Hypertriglyceridemia (HTG)-induced acute pancreatitis (AP) secondary to insulin deficiency following the onset of type 1 diabetes mellitus (T1DM) is a rare but serious complication in children.
To describe the diagnosis and treatment of severe HTG and to emphasize the need for timely diagnosis of T1DM.
A 15-year-old female adolescent with a history of overweight presented with a two-weeks history of fever, anorexia, and diffuse abdominal pain. Laboratory tests revealed triglycerides of 17,580 mg/dL, lipase of 723 U/L, and blood glucose of 200 mg/dL. An abdominal CT scan showed an enlarged and edematous pancreas. She was hospitalized with a diagnosis of AP and severe HTG, which progressed to acute necro-hemorrhagic pancreatitis. Treatment included continuous intravenous insulin infusion until triglyceride levels decreased. Upon discontinuation of insulin, fasting hyperglycemia (206 mg/dL) and metabolic acidosis recurred, therefore DM was suspected. Upon targeted questioning, a history of polydipsia, polyuria, and weight loss during the last 3 months stood out. Glycated hemoglobin was markedly elevated (14.7%). Insulin therapy was optimized, achieving stabilization of laboratory parameters after 15 days of treatment and complete anatomical resolution of pancreatic involvement at one year of follow-up.
The presence of severe HTG in pediatrics compels us to consider its secondary causes, such as the onset of T1DM. It is crucial to improve the ability to diagnose T1DM early, as it may present with infrequent and high-risk presentations for the patient.
1型糖尿病(T1DM)发病后因胰岛素缺乏继发的高甘油三酯血症(HTG)诱发的急性胰腺炎(AP)在儿童中是一种罕见但严重的并发症。

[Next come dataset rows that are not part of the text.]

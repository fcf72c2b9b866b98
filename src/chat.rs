//! Conversations shown by the UI, keyed by who they are with.

use std::{collections::HashMap, fmt};

use serde::{Deserialize, Serialize};
use tokio::sync::watch;

use crate::ids::SubjectId;

/// Reserved counterpart id of the room-wide conversation. Can't collide with a
/// [`SubjectId`], which always contains a `:`.
pub const GROUP_ID: &str = "#group";

#[derive(Debug, Clone, PartialEq, Eq, Hash, Serialize, Deserialize)]
#[serde(into = "String", try_from = "String")]
pub enum Counterpart {
    Group,
    Subject(SubjectId),
}

impl From<Counterpart> for String {
    fn from(counterpart: Counterpart) -> String {
        counterpart.to_string()
    }
}

impl TryFrom<String> for Counterpart {
    type Error = String;

    fn try_from(raw: String) -> Result<Self, Self::Error> {
        if raw == GROUP_ID {
            return Ok(Counterpart::Group);
        }
        SubjectId::parse(&raw)
            .map(Counterpart::Subject)
            .ok_or_else(|| format!("{raw:?} is neither a subject nor the group"))
    }
}

impl fmt::Display for Counterpart {
    fn fmt(&self, f: &mut fmt::Formatter) -> fmt::Result {
        match self {
            Counterpart::Group => f.write_str(GROUP_ID),
            Counterpart::Subject(subject) => subject.fmt(f),
        }
    }
}

/// `LOCAL` for our own messages, `USER` for the other side of a private chat,
/// the sender's subject id inside the group.
#[derive(Debug, Clone, PartialEq, Eq, Serialize, Deserialize)]
#[serde(into = "String", try_from = "String")]
pub enum Author {
    Local,
    User,
    Subject(SubjectId),
}

impl From<Author> for String {
    fn from(author: Author) -> String {
        match author {
            Author::Local => "LOCAL".to_owned(),
            Author::User => "USER".to_owned(),
            Author::Subject(subject) => subject.to_string(),
        }
    }
}

impl TryFrom<String> for Author {
    type Error = String;

    fn try_from(raw: String) -> Result<Self, Self::Error> {
        match raw.as_str() {
            "LOCAL" => Ok(Author::Local),
            "USER" => Ok(Author::User),
            _ => SubjectId::parse(&raw)
                .map(Author::Subject)
                .ok_or_else(|| format!("{raw:?} is not a message author")),
        }
    }
}

#[derive(Debug, Clone, PartialEq, Eq, Serialize, Deserialize)]
pub struct Message {
    /// Milliseconds since the unix epoch.
    pub timestamp: i64,
    pub content: String,
    pub author: Author,
}

#[derive(Debug, Clone, PartialEq, Eq, Serialize, Deserialize)]
pub struct MessageData {
    pub from: Counterpart,
    pub message: Message,
}

#[derive(Debug, Clone, Default, PartialEq, Eq)]
pub struct Conversation {
    pub unread: u32,
    pub last_message_at: i64,
    pub messages: Vec<Message>,
}

pub type ChatView = HashMap<Counterpart, Conversation>;

fn fresh_view() -> ChatView {
    HashMap::from([(Counterpart::Group, Conversation::default())])
}

pub struct Chats {
    tx: watch::Sender<ChatView>,
}

impl Default for Chats {
    fn default() -> Self {
        Self::new()
    }
}

impl Chats {
    pub fn new() -> Self {
        Self { tx: watch::channel(fresh_view()).0 }
    }

    pub fn subscribe(&self) -> watch::Receiver<ChatView> {
        self.tx.subscribe()
    }

    pub fn view(&self) -> watch::Ref<'_, ChatView> {
        self.tx.borrow()
    }

    pub fn conversation(&self, id: &Counterpart) -> Option<Conversation> {
        self.tx.borrow().get(id).cloned()
    }

    pub fn add_chat(&self, id: Counterpart) {
        self.tx.send_if_modified(|chats| {
            if chats.contains_key(&id) {
                return false;
            }
            chats.insert(id, Conversation::default());
            true
        });
    }

    /// Appends to the conversation with `id`, opening it first if this is the first message.
    pub fn add_message(&self, id: Counterpart, message: Message) {
        self.tx.send_modify(|chats| {
            let conversation = chats.entry(id).or_default();
            if message.author != Author::Local {
                conversation.unread += 1;
            }
            conversation.last_message_at = message.timestamp;
            conversation.messages.push(message);
        });
    }

    pub fn read_chat(&self, id: &Counterpart) {
        self.tx.send_if_modified(|chats| match chats.get_mut(id) {
            Some(conversation) if conversation.unread > 0 => {
                conversation.unread = 0;
                true
            }
            _ => false,
        });
    }

    pub fn reset(&self) {
        self.tx.send_replace(fresh_view());
    }
}

#[cfg(test)]
mod tests {
    use super::*;

    fn message(author: Author, timestamp: i64) -> Message {
        Message {
            timestamp,
            content: "hi".to_owned(),
            author,
        }
    }

    #[test]
    fn group_conversation_exists_from_the_start() {
        let chats = Chats::new();
        assert_eq!(chats.conversation(&Counterpart::Group), Some(Conversation::default()));
    }

    #[test]
    fn first_message_opens_the_conversation() {
        let chats = Chats::new();
        let bob = Counterpart::Subject(SubjectId::new("github", 2));
        assert_eq!(chats.conversation(&bob), None);

        chats.add_message(bob.clone(), message(Author::User, 10));
        let conversation = chats.conversation(&bob).unwrap();
        assert_eq!(conversation.messages.len(), 1);
        assert_eq!(conversation.unread, 1);
        assert_eq!(conversation.last_message_at, 10);
    }

    #[test]
    fn own_messages_are_not_unread() {
        let chats = Chats::new();
        chats.add_message(Counterpart::Group, message(Author::Local, 5));
        chats.add_message(Counterpart::Group, message(Author::Subject(SubjectId::new("google", 1)), 6));

        let group = chats.conversation(&Counterpart::Group).unwrap();
        assert_eq!(group.unread, 1);

        chats.read_chat(&Counterpart::Group);
        assert_eq!(chats.conversation(&Counterpart::Group).unwrap().unread, 0);
    }

    #[test]
    fn add_chat_keeps_existing_history() {
        let chats = Chats::new();
        let bob = Counterpart::Subject(SubjectId::new("github", 2));
        chats.add_message(bob.clone(), message(Author::User, 1));
        chats.add_chat(bob.clone());
        assert_eq!(chats.conversation(&bob).unwrap().messages.len(), 1);
    }

    #[test]
    fn authors_use_the_wire_names() {
        let json = serde_json::to_value(Author::Local).unwrap();
        assert_eq!(json, "LOCAL");
        let author: Author = serde_json::from_value("github:2".into()).unwrap();
        assert_eq!(author, Author::Subject(SubjectId::new("github", 2)));
        assert!(serde_json::from_value::<Author>("nobody".into()).is_err());

        let group: Counterpart = serde_json::from_value(GROUP_ID.into()).unwrap();
        assert_eq!(group, Counterpart::Group);
    }
}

描述重度HTG的诊断和治疗,并强调及时诊断T1DM的必要性。
一名有超重病史的15岁女性青少年,出现发热、厌食和弥漫性腹痛两周。实验室检查显示甘油三酯为17,580 mg/dL,脂肪酶为723 U/L,血糖为200 mg/dL。腹部CT扫描显示胰腺肿大和水肿。她因AP和重度HTG入院,病情进展为急性坏死性出血性胰腺炎。治疗包括持续静脉输注胰岛素直至甘油三酯水平下降。停用胰岛素后,空腹血糖升高(206 mg/dL)和代谢性酸中毒复发,因此怀疑患有糖尿病。经针对性询问,过去3个月有多饮、多尿和体重减轻的病史较为突出。糖化血红蛋白明显升高(14.7%)。优化了胰岛素治疗,治疗15天后实验室参数稳定,随访一年时胰腺病变完全解剖学消退。
儿科中重度HTG的存在迫使我们考虑其继发原因,如T1DM的发病。早期诊断T1DM的能力至关重要,因为它可能以罕见且对患者有高风险的表现形式出现。